» **The task**: Once the line with "an audit record." is found in the data, output it and each following line exactly, up to and including the line with "factor: a price", and nothing before or after.

» **Stored data**:

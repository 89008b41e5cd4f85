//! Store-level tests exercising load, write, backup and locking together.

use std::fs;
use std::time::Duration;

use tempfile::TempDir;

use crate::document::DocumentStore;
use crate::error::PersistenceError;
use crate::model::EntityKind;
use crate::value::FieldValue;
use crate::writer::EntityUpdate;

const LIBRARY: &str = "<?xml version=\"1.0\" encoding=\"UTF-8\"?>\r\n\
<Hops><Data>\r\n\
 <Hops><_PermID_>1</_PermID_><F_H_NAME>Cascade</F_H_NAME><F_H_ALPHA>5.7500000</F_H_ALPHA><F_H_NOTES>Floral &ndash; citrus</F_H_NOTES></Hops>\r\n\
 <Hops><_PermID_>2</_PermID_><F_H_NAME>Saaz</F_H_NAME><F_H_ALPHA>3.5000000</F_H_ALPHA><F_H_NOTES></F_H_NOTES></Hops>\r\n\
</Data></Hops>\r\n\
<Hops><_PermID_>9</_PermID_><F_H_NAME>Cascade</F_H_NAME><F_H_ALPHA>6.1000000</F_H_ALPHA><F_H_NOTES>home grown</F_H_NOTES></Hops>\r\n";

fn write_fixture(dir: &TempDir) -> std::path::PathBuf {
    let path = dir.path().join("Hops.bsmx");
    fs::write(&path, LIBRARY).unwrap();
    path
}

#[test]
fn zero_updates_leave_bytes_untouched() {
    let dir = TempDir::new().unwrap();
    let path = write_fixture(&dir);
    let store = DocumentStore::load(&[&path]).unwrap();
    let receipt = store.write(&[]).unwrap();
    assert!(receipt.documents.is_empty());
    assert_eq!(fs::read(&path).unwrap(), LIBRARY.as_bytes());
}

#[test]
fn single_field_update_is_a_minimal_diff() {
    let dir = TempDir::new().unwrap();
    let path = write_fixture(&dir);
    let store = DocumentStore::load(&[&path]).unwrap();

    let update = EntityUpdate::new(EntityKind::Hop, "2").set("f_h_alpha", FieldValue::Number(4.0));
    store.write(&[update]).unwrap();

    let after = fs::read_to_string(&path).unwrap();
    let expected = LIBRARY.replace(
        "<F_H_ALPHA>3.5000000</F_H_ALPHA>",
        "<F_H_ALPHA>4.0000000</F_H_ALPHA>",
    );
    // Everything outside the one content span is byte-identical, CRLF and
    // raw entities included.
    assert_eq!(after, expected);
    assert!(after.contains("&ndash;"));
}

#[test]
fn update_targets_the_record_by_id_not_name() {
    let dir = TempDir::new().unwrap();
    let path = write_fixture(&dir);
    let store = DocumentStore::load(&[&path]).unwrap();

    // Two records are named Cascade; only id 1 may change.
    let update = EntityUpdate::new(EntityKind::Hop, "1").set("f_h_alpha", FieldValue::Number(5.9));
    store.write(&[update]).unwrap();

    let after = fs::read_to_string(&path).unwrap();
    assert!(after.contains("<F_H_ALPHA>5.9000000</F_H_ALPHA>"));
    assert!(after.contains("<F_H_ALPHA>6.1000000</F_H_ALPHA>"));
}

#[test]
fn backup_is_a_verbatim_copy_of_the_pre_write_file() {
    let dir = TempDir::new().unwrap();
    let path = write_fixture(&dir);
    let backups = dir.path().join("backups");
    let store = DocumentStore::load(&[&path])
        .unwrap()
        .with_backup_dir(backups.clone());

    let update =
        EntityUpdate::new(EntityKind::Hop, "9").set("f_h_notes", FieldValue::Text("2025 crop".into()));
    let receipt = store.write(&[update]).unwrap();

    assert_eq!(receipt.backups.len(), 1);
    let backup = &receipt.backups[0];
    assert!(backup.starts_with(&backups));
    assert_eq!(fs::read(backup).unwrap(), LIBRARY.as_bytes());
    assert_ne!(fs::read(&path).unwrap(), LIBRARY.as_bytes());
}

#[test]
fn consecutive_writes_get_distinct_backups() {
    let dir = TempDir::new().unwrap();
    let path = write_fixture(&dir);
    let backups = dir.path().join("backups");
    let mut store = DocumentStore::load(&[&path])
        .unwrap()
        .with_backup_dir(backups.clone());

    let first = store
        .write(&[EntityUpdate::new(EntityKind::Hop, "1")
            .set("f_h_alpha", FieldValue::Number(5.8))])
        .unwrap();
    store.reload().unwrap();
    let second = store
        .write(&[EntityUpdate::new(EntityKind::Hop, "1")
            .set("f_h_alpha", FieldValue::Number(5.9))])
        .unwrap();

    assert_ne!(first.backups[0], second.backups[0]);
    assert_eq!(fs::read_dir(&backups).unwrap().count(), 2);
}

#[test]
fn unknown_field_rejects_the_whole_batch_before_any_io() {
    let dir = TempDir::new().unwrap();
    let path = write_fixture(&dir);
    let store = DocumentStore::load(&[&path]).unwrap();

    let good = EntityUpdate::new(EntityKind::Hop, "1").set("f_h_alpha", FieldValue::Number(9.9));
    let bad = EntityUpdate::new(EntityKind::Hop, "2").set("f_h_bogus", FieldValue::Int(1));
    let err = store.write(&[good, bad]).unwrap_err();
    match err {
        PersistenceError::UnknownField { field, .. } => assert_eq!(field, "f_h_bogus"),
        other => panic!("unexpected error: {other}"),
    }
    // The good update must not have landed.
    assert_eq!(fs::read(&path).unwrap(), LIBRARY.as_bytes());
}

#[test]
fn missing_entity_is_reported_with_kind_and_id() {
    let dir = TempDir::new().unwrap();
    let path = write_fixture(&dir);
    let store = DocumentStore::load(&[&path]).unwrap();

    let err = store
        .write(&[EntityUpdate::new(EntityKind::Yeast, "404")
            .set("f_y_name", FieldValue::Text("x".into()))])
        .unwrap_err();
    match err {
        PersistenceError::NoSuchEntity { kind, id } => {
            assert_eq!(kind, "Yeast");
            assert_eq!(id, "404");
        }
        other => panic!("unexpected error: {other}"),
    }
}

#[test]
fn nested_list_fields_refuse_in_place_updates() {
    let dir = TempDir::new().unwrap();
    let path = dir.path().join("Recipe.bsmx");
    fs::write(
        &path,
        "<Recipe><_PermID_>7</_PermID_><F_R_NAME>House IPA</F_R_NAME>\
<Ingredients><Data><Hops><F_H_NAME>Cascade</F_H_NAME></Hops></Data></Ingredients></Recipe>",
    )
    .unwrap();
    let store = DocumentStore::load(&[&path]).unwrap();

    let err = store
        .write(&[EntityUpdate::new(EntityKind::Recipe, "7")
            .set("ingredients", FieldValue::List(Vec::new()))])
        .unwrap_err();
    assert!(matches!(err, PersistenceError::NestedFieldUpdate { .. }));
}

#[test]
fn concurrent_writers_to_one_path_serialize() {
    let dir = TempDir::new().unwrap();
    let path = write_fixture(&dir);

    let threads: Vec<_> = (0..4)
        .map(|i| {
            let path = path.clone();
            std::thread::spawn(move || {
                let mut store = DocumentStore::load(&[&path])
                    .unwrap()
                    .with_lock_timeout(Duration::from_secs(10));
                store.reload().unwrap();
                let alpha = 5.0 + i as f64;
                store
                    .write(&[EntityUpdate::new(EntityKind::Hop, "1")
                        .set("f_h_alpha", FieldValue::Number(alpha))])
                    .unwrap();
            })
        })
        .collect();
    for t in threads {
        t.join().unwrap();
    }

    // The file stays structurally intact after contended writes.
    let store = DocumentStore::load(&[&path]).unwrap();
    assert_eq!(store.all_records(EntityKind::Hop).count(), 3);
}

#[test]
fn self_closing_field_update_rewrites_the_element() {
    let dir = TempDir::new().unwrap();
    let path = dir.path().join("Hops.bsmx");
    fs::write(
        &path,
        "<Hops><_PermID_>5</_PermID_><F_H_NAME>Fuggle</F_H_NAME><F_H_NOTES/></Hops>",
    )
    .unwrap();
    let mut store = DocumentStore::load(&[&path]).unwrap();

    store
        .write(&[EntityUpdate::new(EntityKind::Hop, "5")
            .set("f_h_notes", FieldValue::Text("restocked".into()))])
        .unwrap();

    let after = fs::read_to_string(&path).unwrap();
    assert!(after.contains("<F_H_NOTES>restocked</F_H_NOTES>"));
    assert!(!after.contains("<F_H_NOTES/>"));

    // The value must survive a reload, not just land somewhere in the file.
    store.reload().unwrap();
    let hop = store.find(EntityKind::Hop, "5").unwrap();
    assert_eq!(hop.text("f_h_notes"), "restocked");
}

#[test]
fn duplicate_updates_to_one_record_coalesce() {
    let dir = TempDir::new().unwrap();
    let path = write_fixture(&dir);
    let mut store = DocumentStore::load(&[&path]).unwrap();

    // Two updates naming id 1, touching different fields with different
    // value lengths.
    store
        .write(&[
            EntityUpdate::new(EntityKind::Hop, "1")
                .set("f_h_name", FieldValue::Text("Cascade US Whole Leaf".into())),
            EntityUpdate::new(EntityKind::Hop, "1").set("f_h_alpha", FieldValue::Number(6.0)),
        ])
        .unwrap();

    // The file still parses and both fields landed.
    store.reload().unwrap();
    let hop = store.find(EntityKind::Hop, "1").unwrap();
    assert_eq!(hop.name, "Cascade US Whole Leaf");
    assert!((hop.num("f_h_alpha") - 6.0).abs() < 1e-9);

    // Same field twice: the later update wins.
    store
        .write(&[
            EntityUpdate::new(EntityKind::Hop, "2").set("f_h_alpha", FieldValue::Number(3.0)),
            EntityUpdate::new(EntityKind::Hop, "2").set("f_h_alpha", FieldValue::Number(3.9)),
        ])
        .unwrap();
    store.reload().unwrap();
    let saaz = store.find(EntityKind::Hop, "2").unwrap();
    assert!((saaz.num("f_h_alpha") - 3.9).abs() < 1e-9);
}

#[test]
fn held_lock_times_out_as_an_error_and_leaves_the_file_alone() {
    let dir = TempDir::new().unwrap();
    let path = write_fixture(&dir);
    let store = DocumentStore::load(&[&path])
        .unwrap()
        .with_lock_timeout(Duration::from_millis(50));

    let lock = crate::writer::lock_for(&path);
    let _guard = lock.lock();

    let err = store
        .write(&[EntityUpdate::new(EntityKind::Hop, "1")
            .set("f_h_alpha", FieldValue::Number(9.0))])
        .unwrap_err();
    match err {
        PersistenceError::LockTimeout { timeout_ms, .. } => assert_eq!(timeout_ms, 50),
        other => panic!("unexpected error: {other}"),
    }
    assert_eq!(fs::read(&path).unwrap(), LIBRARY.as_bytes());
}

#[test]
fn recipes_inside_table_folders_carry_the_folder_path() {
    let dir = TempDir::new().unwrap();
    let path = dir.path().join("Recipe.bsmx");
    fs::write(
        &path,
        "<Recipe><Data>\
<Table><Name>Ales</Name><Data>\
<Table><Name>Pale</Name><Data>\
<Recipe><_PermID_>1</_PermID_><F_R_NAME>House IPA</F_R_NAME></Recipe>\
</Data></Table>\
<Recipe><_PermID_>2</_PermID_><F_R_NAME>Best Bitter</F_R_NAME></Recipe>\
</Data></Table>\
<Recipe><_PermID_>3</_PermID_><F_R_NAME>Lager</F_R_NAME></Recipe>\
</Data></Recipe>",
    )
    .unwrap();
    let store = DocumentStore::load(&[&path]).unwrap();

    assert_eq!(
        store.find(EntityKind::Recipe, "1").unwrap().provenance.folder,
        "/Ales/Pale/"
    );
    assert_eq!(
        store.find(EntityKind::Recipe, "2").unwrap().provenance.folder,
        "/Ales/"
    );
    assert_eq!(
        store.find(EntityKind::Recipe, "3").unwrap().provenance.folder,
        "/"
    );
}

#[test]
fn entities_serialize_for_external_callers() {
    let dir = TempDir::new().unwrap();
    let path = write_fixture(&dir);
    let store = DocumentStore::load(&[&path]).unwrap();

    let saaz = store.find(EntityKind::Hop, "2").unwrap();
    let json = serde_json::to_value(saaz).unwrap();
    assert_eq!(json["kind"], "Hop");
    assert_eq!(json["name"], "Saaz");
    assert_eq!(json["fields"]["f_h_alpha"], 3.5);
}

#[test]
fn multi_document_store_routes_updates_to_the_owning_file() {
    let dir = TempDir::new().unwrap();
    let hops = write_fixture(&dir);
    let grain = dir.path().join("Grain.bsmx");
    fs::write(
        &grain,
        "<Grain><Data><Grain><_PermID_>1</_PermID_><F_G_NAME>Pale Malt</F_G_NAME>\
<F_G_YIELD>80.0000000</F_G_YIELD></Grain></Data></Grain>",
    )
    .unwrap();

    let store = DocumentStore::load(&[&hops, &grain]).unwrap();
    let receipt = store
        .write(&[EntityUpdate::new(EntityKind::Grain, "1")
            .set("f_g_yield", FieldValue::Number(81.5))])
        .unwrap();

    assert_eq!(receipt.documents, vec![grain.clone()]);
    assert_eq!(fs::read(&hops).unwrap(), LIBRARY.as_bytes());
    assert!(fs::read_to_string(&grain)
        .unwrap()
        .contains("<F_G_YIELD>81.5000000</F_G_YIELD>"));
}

--

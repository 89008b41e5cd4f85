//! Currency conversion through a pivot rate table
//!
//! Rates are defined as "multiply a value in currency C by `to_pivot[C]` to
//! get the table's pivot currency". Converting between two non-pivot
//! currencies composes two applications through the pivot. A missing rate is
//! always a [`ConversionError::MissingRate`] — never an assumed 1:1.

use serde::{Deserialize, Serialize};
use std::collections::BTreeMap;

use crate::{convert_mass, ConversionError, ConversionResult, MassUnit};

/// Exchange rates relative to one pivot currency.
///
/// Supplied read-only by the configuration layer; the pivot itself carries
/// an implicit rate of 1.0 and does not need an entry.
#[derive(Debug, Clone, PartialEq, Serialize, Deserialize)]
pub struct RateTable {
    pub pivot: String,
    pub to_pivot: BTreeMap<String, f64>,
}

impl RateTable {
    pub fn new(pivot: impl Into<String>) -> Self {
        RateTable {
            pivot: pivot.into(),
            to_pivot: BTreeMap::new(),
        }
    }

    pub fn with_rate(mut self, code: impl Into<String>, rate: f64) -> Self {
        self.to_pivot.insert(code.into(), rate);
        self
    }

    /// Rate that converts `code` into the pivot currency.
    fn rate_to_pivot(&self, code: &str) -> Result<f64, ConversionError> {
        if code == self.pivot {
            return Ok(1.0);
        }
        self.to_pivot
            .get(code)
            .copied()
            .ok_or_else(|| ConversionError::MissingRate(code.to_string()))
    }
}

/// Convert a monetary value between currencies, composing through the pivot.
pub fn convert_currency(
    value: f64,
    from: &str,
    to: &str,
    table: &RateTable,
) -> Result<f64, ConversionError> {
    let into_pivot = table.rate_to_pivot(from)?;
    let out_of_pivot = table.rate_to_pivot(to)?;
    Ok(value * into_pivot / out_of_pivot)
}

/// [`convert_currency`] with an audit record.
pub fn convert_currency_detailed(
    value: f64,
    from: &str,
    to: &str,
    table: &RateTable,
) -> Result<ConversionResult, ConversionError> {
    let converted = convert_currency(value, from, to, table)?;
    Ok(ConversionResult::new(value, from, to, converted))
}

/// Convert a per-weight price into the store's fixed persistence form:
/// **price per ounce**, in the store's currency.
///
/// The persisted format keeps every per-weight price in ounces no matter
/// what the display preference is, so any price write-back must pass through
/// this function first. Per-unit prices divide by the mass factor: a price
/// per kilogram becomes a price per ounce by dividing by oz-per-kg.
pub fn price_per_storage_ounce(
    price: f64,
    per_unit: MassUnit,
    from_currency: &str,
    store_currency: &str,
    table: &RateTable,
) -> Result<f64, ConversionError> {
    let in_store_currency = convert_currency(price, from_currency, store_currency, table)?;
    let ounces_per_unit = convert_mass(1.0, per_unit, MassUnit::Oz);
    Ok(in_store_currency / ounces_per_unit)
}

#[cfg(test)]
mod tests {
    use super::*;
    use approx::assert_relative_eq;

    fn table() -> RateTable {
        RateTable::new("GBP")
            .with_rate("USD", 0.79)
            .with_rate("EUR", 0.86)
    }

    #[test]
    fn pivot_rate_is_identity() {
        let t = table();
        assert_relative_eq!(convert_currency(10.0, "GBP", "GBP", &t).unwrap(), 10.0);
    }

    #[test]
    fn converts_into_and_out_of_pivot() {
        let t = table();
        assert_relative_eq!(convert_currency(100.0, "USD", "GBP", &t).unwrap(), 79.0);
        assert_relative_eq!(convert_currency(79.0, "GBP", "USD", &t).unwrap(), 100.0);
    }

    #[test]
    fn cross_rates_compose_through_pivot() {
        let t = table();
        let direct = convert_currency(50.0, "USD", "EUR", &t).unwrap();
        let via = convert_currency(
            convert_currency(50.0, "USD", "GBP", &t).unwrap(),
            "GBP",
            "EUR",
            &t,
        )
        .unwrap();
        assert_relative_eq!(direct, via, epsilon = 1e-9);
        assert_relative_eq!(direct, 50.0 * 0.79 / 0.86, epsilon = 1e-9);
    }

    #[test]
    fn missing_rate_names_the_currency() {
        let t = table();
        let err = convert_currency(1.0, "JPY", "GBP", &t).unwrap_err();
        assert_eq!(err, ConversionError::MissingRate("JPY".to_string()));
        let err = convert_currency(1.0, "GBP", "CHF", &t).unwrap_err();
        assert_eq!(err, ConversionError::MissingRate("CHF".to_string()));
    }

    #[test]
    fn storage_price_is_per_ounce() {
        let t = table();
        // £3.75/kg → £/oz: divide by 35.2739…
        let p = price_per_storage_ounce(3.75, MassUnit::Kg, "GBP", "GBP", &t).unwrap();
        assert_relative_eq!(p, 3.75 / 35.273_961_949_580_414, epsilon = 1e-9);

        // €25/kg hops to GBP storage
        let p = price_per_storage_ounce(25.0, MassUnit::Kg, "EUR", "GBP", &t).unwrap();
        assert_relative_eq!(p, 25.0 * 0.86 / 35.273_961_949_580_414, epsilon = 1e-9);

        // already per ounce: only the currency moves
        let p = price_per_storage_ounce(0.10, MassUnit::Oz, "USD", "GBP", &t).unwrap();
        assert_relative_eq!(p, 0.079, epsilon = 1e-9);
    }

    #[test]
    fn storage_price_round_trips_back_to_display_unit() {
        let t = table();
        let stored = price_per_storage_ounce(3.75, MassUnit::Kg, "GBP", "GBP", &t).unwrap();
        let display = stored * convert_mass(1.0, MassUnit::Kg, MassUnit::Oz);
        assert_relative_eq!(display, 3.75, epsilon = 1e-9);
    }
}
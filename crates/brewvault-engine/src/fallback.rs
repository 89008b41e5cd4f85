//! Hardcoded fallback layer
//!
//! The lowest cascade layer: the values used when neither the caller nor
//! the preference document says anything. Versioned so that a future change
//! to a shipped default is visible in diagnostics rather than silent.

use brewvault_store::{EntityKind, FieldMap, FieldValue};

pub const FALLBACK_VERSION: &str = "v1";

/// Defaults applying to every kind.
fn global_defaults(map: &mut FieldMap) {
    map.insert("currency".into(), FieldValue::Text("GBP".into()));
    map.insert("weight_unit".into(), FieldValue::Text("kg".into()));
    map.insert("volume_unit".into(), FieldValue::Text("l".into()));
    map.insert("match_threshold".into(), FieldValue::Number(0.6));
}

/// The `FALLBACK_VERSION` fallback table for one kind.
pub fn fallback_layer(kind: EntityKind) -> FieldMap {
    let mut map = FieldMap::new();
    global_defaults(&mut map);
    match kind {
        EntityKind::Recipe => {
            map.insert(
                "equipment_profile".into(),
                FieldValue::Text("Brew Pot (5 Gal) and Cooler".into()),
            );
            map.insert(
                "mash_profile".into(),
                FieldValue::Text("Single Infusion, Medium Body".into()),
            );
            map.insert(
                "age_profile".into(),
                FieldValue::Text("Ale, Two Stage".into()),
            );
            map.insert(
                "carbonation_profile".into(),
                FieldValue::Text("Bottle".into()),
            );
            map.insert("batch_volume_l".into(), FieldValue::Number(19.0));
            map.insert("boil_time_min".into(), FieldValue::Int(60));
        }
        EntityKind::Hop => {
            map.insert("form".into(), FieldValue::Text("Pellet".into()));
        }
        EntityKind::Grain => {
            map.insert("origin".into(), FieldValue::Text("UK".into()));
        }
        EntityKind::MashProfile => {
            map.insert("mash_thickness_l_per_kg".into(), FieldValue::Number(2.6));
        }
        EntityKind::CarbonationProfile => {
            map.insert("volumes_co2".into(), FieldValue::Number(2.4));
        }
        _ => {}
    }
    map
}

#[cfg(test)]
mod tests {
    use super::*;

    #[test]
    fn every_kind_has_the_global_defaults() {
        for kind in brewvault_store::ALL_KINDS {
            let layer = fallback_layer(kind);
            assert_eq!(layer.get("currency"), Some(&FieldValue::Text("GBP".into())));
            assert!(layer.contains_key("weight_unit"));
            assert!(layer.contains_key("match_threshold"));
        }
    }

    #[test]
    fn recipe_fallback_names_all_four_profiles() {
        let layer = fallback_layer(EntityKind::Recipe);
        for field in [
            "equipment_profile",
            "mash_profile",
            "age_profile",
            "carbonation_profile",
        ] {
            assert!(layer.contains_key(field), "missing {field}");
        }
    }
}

==

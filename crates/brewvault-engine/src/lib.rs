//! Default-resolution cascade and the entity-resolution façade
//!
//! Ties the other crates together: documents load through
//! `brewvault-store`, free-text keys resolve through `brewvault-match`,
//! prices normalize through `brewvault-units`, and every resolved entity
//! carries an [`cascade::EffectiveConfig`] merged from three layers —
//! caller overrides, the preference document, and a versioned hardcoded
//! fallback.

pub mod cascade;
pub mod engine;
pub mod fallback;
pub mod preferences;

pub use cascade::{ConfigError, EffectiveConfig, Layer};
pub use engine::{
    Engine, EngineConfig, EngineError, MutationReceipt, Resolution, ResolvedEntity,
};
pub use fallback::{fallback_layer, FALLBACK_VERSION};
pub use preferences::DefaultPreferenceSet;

» **Expected output**:
/// [`convert_currency`] with an audit record.
pub fn convert_currency_detailed(
    value: f64,
    from: &str,
    to: &str,
    table: &RateTable,
) -> Result<ConversionResult, ConversionError> {
    let converted = convert_currency(value, from, to, table)?;
    Ok(ConversionResult::new(value, from, to, converted))
}

/// Convert a per-weight price into the store's fixed persistence form:
/// **price per ounce**, in the store's currency.
///
/// The persisted format keeps every per-weight price in ounces no matter
/// what the display preference is, so any price write-back must pass through
/// this function first. Per-unit prices divide by the mass factor: a price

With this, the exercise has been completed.